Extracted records
****************
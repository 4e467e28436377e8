use crate::traits::{DataFetcher, FingerprintStore, MetadataFetcher};
use crate::types::{FeedMetadata, NotifierError, RecordSet, Result};
use std::sync::Arc;
use tracing::{debug, error, info};

/// Decides whether one feed has to be downloaded, and downloads it if so.
///
/// The stored fingerprint only moves forward after a download whose payload
/// hash matches the hash the metadata advertised.
#[derive(Clone)]
pub struct FreshnessCheck {
    feed: String,
    metadata: Arc<dyn MetadataFetcher>,
    data: Arc<dyn DataFetcher>,
    store: Arc<dyn FingerprintStore>,
}

impl FreshnessCheck {
    pub fn new(
        feed: impl Into<String>,
        metadata: Arc<dyn MetadataFetcher>,
        data: Arc<dyn DataFetcher>,
        store: Arc<dyn FingerprintStore>,
    ) -> Self {
        Self {
            feed: feed.into(),
            metadata,
            data,
            store,
        }
    }

    pub fn feed(&self) -> &str {
        &self.feed
    }

    pub async fn check(&self) -> Result<RecordSet> {
        let (current, updated) = self.has_been_updated().await?;
        info!(feed = %self.feed, updated, "Checked feed for updates");
        if !updated {
            return Ok(RecordSet::empty());
        }

        let records = self.data.fetch_data().await?;
        if records.fingerprint != current.sha256 {
            error!(
                feed = %self.feed,
                metadata = %current.sha256,
                data = %records.fingerprint,
                "Payload hash does not match metadata"
            );
            return Err(NotifierError::IntegrityMismatch {
                feed: self.feed.clone(),
                metadata: current.sha256,
                data: records.fingerprint,
            });
        }

        self.store.put_fingerprint(&self.feed, &current).await?;
        info!(feed = %self.feed, item_count = records.items.len(), "Fetched feed data");
        Ok(records)
    }

    async fn has_been_updated(&self) -> Result<(FeedMetadata, bool)> {
        let previous = self.store.get_fingerprint(&self.feed).await.map_err(|e| {
            error!(feed = %self.feed, error = %e, "Failed to get last metadata");
            e
        })?;
        let current = self.metadata.fetch_metadata().await.map_err(|e| {
            error!(feed = %self.feed, error = %e, "Failed to get current metadata");
            e
        })?;

        debug!(
            feed = %self.feed,
            previous = ?previous.as_ref().map(|m| m.sha256.as_str()),
            current = %current.sha256,
            "Previous and current hashes acquired"
        );

        let updated = match &previous {
            Some(previous) => previous.sha256 != current.sha256,
            None => true,
        };
        Ok((current, updated))
    }
}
****************
ABOUT THIS TASK: Where does the word "await" occur in the data? Copy every line that has it.

ANSWER:
        let (current, updated) = self.has_been_updated().await?;
        let records = self.data.fetch_data().await?;
        self.store.put_fingerprint(&self.feed, &current).await?;
        let previous = self.store.get_fingerprint(&self.feed).await.map_err(|e| {
        let current = self.metadata.fetch_metadata().await.map_err(|e| {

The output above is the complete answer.